ReviewNote on a non-structural model using the disequilibrium approach: Evidence from Vietnamese banks
Introduction
In the last two decades there has been extensive research on banking reforms in Central and Eastern Europe (CEE) – see Fries and Taci (2005); Bonin et al. (2005) and Staikouras et al. (2008). The common theme of these studies was to examine bank efficiency and the role of bank ownership. Only a few studies analysed the market structure in which commercial banks operate (Nathan and Neave, 1989, DeBandt and Davis, 2000). Particular emphasis was given to the privatisation and the role of foreign banks in the newly established banking system. However, there is limited research on the banking system in less developed economies. In particular, there are only a few studies on the Vietnamese banking system that provide a deep analysis and policy implications for the specific transformation process adopted by the Vietnamese government in the early 1990s. The specific approach applied by the Vietnamese authorities gives us an opportunity to compare the differences between the transition process in CEE and Vietnam. Such knowledge deepens our understanding of the optimal strategies that should be adopted by the authorities in other less developed economies.
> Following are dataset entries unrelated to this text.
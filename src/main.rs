use std::{
    path::{Path, PathBuf},
    process,
    sync::Arc,
};

use marimo_gateway::{
    application::{
        auth::CacheAuthorizer,
        backend::{ApplicationProbe, Exporter, NotebookSource, SessionHook, SessionRegistry},
        discovery::{DiscoveryOptions, IgnoreStrategy, discover},
        error::AppError,
        precompute::{PrecomputeBackend, PrecomputeOptions, precompute},
        resolve::DocumentResolver,
        seeding::CachedSessionSeeder,
    },
    cache::{AutoswitchScript, MemoizedNotebookSource, ServingState},
    config::{self, IgnoreStrategySetting, Settings},
    infra::{
        error::InfraError,
        git::GitCheckIgnore,
        http::{self, ConnectionCounter, CookieSessions, HttpState},
        marimo::MarimoProcess,
        proxy::{LiveBackend, SessionTracking, UpstreamProxy},
        sessions::InMemorySessions,
        telemetry,
        upstream::{ManagedUpstream, UpstreamLaunch},
    },
};
use tracing::{Dispatch, Level, dispatcher, error, info, warn};
use tracing_subscriber::fmt as tracing_fmt;

const GIT_PROGRAM: &str = "git";

#[tokio::main]
async fn main() {
    if let Err(error) = run().await {
        report_application_error(&error);
        process::exit(1);
    }
}

fn report_application_error(error: &AppError) {
    if dispatcher::has_been_set() {
        error!(error = %error, "application error");
        return;
    }

    let subscriber = tracing_fmt().with_max_level(Level::ERROR).finish();
    let dispatch = Dispatch::new(subscriber);
    dispatcher::with_default(&dispatch, || {
        error!(error = %error, "application error");
    });
}

async fn run() -> Result<(), AppError> {
    let (cli_args, settings) = config::load_with_cli()
        .map_err(|err| AppError::unexpected(format!("failed to load configuration: {err}")))?;

    let command = cli_args
        .command
        .unwrap_or(config::Command::Serve(Box::<config::ServeArgs>::default()));

    telemetry::init(&settings.logging).map_err(AppError::from)?;

    match command {
        config::Command::Serve(_) => run_serve(settings).await,
        config::Command::Cache(_) => run_cache(settings).await,
        config::Command::List(_) => run_list(settings).await,
    }
}

async fn run_serve(settings: Settings) -> Result<(), AppError> {
    let root = served_root(&settings)?;

    if settings.auth.token.is_none() && !settings.auth.explicitly_disabled {
        warn!(
            target = "marimo_gateway::auth",
            "No access token configured; cached content is served to everyone"
        );
    }

    let mut upstream = if settings.live.spawn {
        Some(spawn_upstream(&settings, &root).await?)
    } else {
        None
    };

    let marimo = marimo_process(&settings);
    let precompute_handle = if settings.precompute.on_start {
        let root = root.clone();
        let options = precompute_options(&settings, &root).await;
        let backend = precompute_backend(&marimo);
        Some(tokio::spawn(async move {
            if let Err(err) = precompute(&root, &options, &backend).await {
                error!(
                    target = "marimo_gateway::precompute",
                    error = %err,
                    "Background precompute failed"
                );
            }
        }))
    } else {
        None
    };

    let state = build_http_state(&settings, &root, marimo)?;
    let result = serve_http(&settings, state).await;

    if let Some(handle) = precompute_handle {
        handle.abort();
        let _ = handle.await;
    }
    if let Some(upstream) = upstream.take() {
        upstream.shutdown().await;
    }

    result
}

async fn run_cache(settings: Settings) -> Result<(), AppError> {
    let root = served_root(&settings)?;
    let marimo = marimo_process(&settings);
    let options = precompute_options(&settings, &root).await;

    info!(
        target = "marimo_gateway::precompute",
        root = %root.display(),
        strategy = ?options.strategy,
        include_code = options.include_code,
        concurrency = options.concurrency,
        "Starting precompute"
    );

    let summary = precompute(&root, &options, &precompute_backend(&marimo)).await?;
    println!(
        "Caching complete: {} apps cached successfully, {} failed or skipped",
        summary.cached,
        summary.failed_or_skipped()
    );
    Ok(())
}

async fn run_list(settings: Settings) -> Result<(), AppError> {
    let root = served_root(&settings)?;
    let marimo = marimo_process(&settings);
    let options = DiscoveryOptions {
        strategy: ignore_strategy(&settings, &root).await,
        concurrency: settings.precompute.concurrency.get(),
    };

    let documents = discover(&root, &options, marimo.as_ref()).await?;
    for document in documents {
        println!("{}", document.as_path().display());
    }
    Ok(())
}

fn served_root(settings: &Settings) -> Result<PathBuf, AppError> {
    let directory = &settings.serving.directory;
    std::fs::canonicalize(directory).map_err(|err| {
        AppError::from(InfraError::configuration(format!(
            "directory `{}` is not accessible: {err}",
            directory.display()
        )))
    })
}

fn marimo_process(settings: &Settings) -> Arc<MarimoProcess> {
    Arc::new(MarimoProcess::new(
        settings.precompute.python.clone(),
        settings.precompute.marimo.clone(),
        settings.precompute.probe_timeout,
    ))
}

async fn ignore_strategy(settings: &Settings, root: &Path) -> IgnoreStrategy {
    match settings.precompute.ignore_strategy {
        IgnoreStrategySetting::None => IgnoreStrategy::None,
        IgnoreStrategySetting::Rules => IgnoreStrategy::LocalRules,
        IgnoreStrategySetting::Git => match GitCheckIgnore::locate(GIT_PROGRAM, root).await {
            Some(oracle) => {
                info!(
                    target = "marimo_gateway::discovery",
                    repository = %oracle.repository().display(),
                    "Filtering documents with git check-ignore"
                );
                IgnoreStrategy::External(Arc::new(oracle))
            }
            None => {
                warn!(
                    target = "marimo_gateway::discovery",
                    root = %root.display(),
                    "Not inside a git repository; ignore rules are not applied"
                );
                IgnoreStrategy::None
            }
        },
    }
}

async fn precompute_options(settings: &Settings, root: &Path) -> PrecomputeOptions {
    PrecomputeOptions {
        strategy: ignore_strategy(settings, root).await,
        include_code: settings.precompute.include_code,
        concurrency: settings.precompute.concurrency.get(),
    }
}

fn precompute_backend(marimo: &Arc<MarimoProcess>) -> PrecomputeBackend {
    let probe: Arc<dyn ApplicationProbe> = marimo.clone();
    let exporter: Arc<dyn Exporter> = marimo.clone();
    PrecomputeBackend { probe, exporter }
}

async fn spawn_upstream(
    settings: &Settings,
    root: &Path,
) -> Result<ManagedUpstream, AppError> {
    let upstream_url = &settings.live.upstream_url;
    let host = upstream_url
        .host_str()
        .ok_or_else(|| InfraError::configuration("live.upstream_url has no host"))?
        .trim_matches(['[', ']'])
        .to_string();
    let port = upstream_url
        .port_or_known_default()
        .ok_or_else(|| InfraError::configuration("live.upstream_url has no port"))?;

    let launch = UpstreamLaunch {
        program: settings.live.command.clone(),
        directory: root.to_path_buf(),
        host,
        port,
        base_url: settings.server.base_url.clone(),
        include_code: settings.serving.include_code,
        token: settings.auth.token.clone(),
    };
    let mut upstream = ManagedUpstream::spawn(&launch)?;

    let health_path = format!("{}/health", settings.server.base_url.trim_end_matches('/'));
    let health_url = upstream_url
        .join(&health_path)
        .map_err(|err| InfraError::configuration(format!("invalid health url: {err}")))?;
    if !upstream
        .wait_until_healthy(&health_url, settings.live.startup_timeout)
        .await
    {
        upstream.shutdown().await;
        return Err(AppError::from(InfraError::upstream(
            "live server did not become healthy",
        )));
    }
    Ok(upstream)
}

fn build_http_state(
    settings: &Settings,
    root: &Path,
    marimo: Arc<MarimoProcess>,
) -> Result<HttpState, AppError> {
    let base_url = settings.server.base_url.clone();

    let notebooks: Arc<dyn NotebookSource> = Arc::new(MemoizedNotebookSource::new(
        marimo,
        settings.serving.snapshot_memo_limit,
    ));
    let serving = ServingState {
        resolver: Arc::new(DocumentResolver::new(root, base_url.clone())),
        authorizer: Arc::new(CacheAuthorizer::new(settings.auth.token.clone())),
        cookies: CookieSessions::generate(),
        notebooks,
        autoswitch: Arc::new(AutoswitchScript::new(
            &HttpState::ready_path(&base_url),
            settings.serving.include_code,
        )),
        include_code: settings.serving.include_code,
        max_buffer_bytes: settings.serving.max_buffer_bytes.get(),
    };

    let hooks: Vec<Arc<dyn SessionHook>> = vec![Arc::new(CachedSessionSeeder)];
    let tracked = Arc::new(InMemorySessions::new(hooks));
    let tracking = SessionTracking {
        sessions: tracked.clone(),
        resolver: serving.resolver.clone(),
    };
    let live: Arc<dyn LiveBackend> = Arc::new(
        UpstreamProxy::new(settings.live.upstream_url.as_str())?.with_session_tracking(tracking),
    );
    let sessions: Arc<dyn SessionRegistry> = tracked;

    Ok(HttpState {
        serving,
        live,
        sessions,
        connections: ConnectionCounter::new(),
        mode: settings.serving.mode,
        base_url,
        debug_cached: settings.serving.debug_cached,
        allow_origins: settings.server.allow_origins.clone(),
    })
}

async fn serve_http(settings: &Settings, state: HttpState) -> Result<(), AppError> {
    let counter = state.connections.clone();
    let router = http::build_router(state);

    let listener = tokio::net::TcpListener::bind(settings.server.addr)
        .await
        .map_err(|err| AppError::from(InfraError::from(err)))?;
    info!(
        target = "marimo_gateway::http",
        addr = %settings.server.addr,
        base_url = %settings.server.base_url,
        upstream = %settings.live.upstream_url,
        mode = ?settings.serving.mode,
        "Listening"
    );

    http::serve(
        listener,
        router,
        counter,
        shutdown_signal(),
        settings.server.graceful_shutdown,
    )
    .await;

    Ok(())
}

async fn shutdown_signal() {
    let ctrl_c = async {
        if let Err(err) = tokio::signal::ctrl_c().await {
            error!(error = %err, "failed to listen for ctrl-c");
            std::future::pending::<()>().await;
        }
    };

    #[cfg(unix)]
    let terminate = async {
        match tokio::signal::unix::signal(tokio::signal::unix::SignalKind::terminate()) {
            Ok(mut signal) => {
                signal.recv().await;
            }
            Err(err) => {
                error!(error = %err, "failed to listen for SIGTERM");
                std::future::pending::<()>().await;
            }
        }
    };

    #[cfg(not(unix))]
    let terminate = std::future::pending::<()>();

    tokio::select! {
        _ = ctrl_c => {}
        _ = terminate => {}
    }
    info!(target = "marimo_gateway::http", "Shutdown signal received");
}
Our study contributes to the research on the competitiveness of the banking sector in emerging and developing economies (Claessens and Laeven, 2004, Gelos and Roldos, 2004). We endeavour to provide a broader picture of bank competition in Vietnam. The main novelty of our study is the application of the non-structural model using the disequilibrium approach introduced by Goddard and Wilson (2009). We estimate H-statistics using models that exclude assets (to avoid specification bias) and include lagged input prices (to avoid endogeneity). We examine the ‘system’ and ‘difference’ generalised method of moments (GMM) estimators with both ‘one-step’ and ‘two-step’ specifications based on Arellano and Bond (1991) and Blundell and Bond (1998). The inclusion of time period dummy variables for all periods, in addition to economic covariates, affects the precision of coefficient estimates for some specifications. Hence, a general-to-specific method (GSM) is applied to remove redundant time period dummy variables in each model in an attempt to improve the efficiency of estimation and obtain meaningful H-statistics. We also assess whether the H-statistics obtained from the dynamic specification motivated by the disequilibrium approach are valid for inference. Furthermore, we employ a unique database of 48 Vietnamese commercial banks from 1999 to 2009. Such a database enables us to assess the impact of the main structural changes of the last decade and the results of this analysis enhances our understanding of the main differences of the Vietnamese banking system from other (transition) economies.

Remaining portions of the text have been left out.